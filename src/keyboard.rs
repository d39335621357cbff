//! Platform-neutral button grids and cards.

use std::fmt;

#[derive(Debug, Clone, Copy, PartialEq, Eq)]
pub enum Color {
    Primary,
}

#[derive(Debug, Clone, PartialEq, Eq)]
pub struct Button {
    pub label: String,
    /// Payload command sent back when the button is pressed.
    pub command: String,
    pub color: Option<Color>,
}

impl Button {
    pub fn new(label: impl Into<String>, command: impl Into<String>) -> Self {
        Self {
            label: label.into(),
            command: command.into(),
            color: None,
        }
    }

    pub fn primary(label: impl Into<String>, command: impl Into<String>) -> Self {
        Self {
            color: Some(Color::Primary),
            ..Self::new(label, command)
        }
    }
}

#[derive(Debug, Clone, Default, PartialEq, Eq)]
pub struct Keyboard {
    pub inline: bool,
    pub rows: Vec<Vec<Button>>,
}

impl Keyboard {
    pub fn is_empty(&self) -> bool {
        self.rows.is_empty()
    }
}

/// Rich card with a link and action buttons (a VK carousel element).
#[derive(Debug, Clone, PartialEq, Eq)]
pub struct Card {
    pub title: String,
    pub description: String,
    pub link: String,
    pub buttons: Vec<Button>,
}

#[derive(Debug, Clone, PartialEq, Eq)]
pub enum KeyboardError {
    /// Requested page has no items on it.
    NoSuchPage { page: usize, total: usize, page_size: usize },
    /// Rows or columns is zero.
    EmptyGrid,
}

impl fmt::Display for KeyboardError {
    fn fmt(&self, f: &mut fmt::Formatter<'_>) -> fmt::Result {
        match self {
            Self::NoSuchPage { page, total, page_size } => write!(
                f,
                "no page {} for {} items with {} buttons per page",
                page, total, page_size
            ),
            Self::EmptyGrid => write!(f, "keyboard needs at least one row and one column"),
        }
    }
}

impl std::error::Error for KeyboardError {}

pub fn grand_prix_command(number: usize) -> String {
    format!("gpPage_{number}")
}

pub fn list_page_command(page: usize) -> String {
    format!("gpListPage_{page}")
}

/// Build page `page` (1-based) of a numbered grid covering `total` items.
///
/// `total == 0` yields an empty keyboard, which closes an open one.
pub fn make_keyboard(
    rows: usize,
    cols: usize,
    page: usize,
    total: usize,
    inline: bool,
) -> Result<Keyboard, KeyboardError> {
    if total == 0 {
        return Ok(Keyboard { inline, rows: Vec::new() });
    }
    if rows == 0 || cols == 0 {
        return Err(KeyboardError::EmptyGrid);
    }

    let page_size = rows * cols;
    let no_such_page = KeyboardError::NoSuchPage { page, total, page_size };
    if page == 0 {
        return Err(no_such_page);
    }
    // Page numbers come from payloads and may be arbitrarily large.
    let offset = match page_size.checked_mul(page - 1) {
        Some(offset) if offset < total => offset,
        _ => return Err(no_such_page),
    };
    let visible = (total - offset).min(page_size);

    let numbers: Vec<Button> = (offset + 1..=offset + visible)
        .map(|n| Button::new(n.to_string(), grand_prix_command(n)))
        .collect();
    let mut grid: Vec<Vec<Button>> = numbers.chunks(cols).map(<[Button]>::to_vec).collect();

    let last_page = total.div_ceil(page_size);
    let navigation = match (page == 1, page == last_page) {
        (true, true) => None,
        (true, false) => Some(vec![Button::primary("Далее", list_page_command(2))]),
        (false, false) => Some(vec![
            Button::primary("Назад", list_page_command(page - 1)),
            Button::primary("Далее", list_page_command(page + 1)),
        ]),
        (false, true) => Some(vec![
            Button::primary("Назад", list_page_command(page - 1)),
            Button::primary("В начало", list_page_command(1)),
        ]),
    };
    grid.extend(navigation);

    Ok(Keyboard { inline, rows: grid })
}

#[cfg(test)]
mod tests {
    use super::*;

    fn labels(keyboard: &Keyboard) -> Vec<Vec<&str>> {
        keyboard
            .rows
            .iter()
            .map(|row| row.iter().map(|b| b.label.as_str()).collect())
            .collect()
    }

    #[test]
    fn test_first_page() {
        let kb = make_keyboard(2, 4, 1, 9, false).unwrap();
        assert_eq!(
            labels(&kb),
            vec![
                vec!["1", "2", "3", "4"],
                vec!["5", "6", "7", "8"],
                vec!["Далее"],
            ]
        );
        assert_eq!(kb.rows[0][0].command, "gpPage_1");
        assert_eq!(kb.rows[2][0].command, "gpListPage_2");
        assert_eq!(kb.rows[2][0].color, Some(Color::Primary));
        assert!(!kb.inline);
    }

    #[test]
    fn test_middle_page() {
        let kb = make_keyboard(2, 4, 2, 22, false).unwrap();
        assert_eq!(kb.rows.len(), 3);
        assert_eq!(kb.rows[0][0].label, "9");
        assert_eq!(kb.rows[1][3].label, "16");
        assert_eq!(labels(&kb)[2], vec!["Назад", "Далее"]);
        assert_eq!(kb.rows[2][0].command, "gpListPage_1");
        assert_eq!(kb.rows[2][1].command, "gpListPage_3");
    }

    #[test]
    fn test_last_partial_page() {
        let kb = make_keyboard(2, 4, 3, 22, true).unwrap();
        assert_eq!(
            labels(&kb),
            vec![
                vec!["17", "18", "19", "20"],
                vec!["21", "22"],
                vec!["Назад", "В начало"],
            ]
        );
        assert_eq!(kb.rows[2][1].command, "gpListPage_1");
        assert!(kb.inline);
    }

    #[test]
    fn test_single_page_has_no_navigation() {
        let kb = make_keyboard(2, 4, 1, 5, false).unwrap();
        assert_eq!(labels(&kb), vec![vec!["1", "2", "3", "4"], vec!["5"]]);
    }

    #[test]
    fn test_zero_items_is_empty() {
        let kb = make_keyboard(2, 4, 1, 0, false).unwrap();
        assert!(kb.is_empty());
    }

    #[test]
    fn test_page_out_of_range() {
        let err = make_keyboard(2, 4, 4, 22, false).unwrap_err();
        assert_eq!(err, KeyboardError::NoSuchPage { page: 4, total: 22, page_size: 8 });
        assert!(make_keyboard(2, 4, 0, 22, false).is_err());
        assert!(make_keyboard(2, 4, 2, 8, false).is_err());
    }

    #[test]
    fn test_huge_page_is_out_of_range() {
        let page: usize = "9999999999999999999".parse().unwrap();
        assert_eq!(
            make_keyboard(2, 4, page, 22, false).unwrap_err(),
            KeyboardError::NoSuchPage { page, total: 22, page_size: 8 }
        );
        // (page - 1) * 8 wraps to zero without the overflow check.
        let wrapping = usize::MAX / 8 + 2;
        assert!(make_keyboard(2, 4, wrapping, 22, false).is_err());
    }

    #[test]
    fn test_zero_sized_grid() {
        assert_eq!(make_keyboard(0, 4, 1, 3, false).unwrap_err(), KeyboardError::EmptyGrid);
    }
}
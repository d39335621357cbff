pub mod command;
pub mod config;
pub mod ergast;
pub mod format;
pub mod keyboard;
pub mod router;
pub mod service;
pub mod telegram;
pub mod vk;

● WHAT THE TASK ASKS: Your answer should be one number: how many lines above contain "numbers".

● WRITTEN REPLY: 3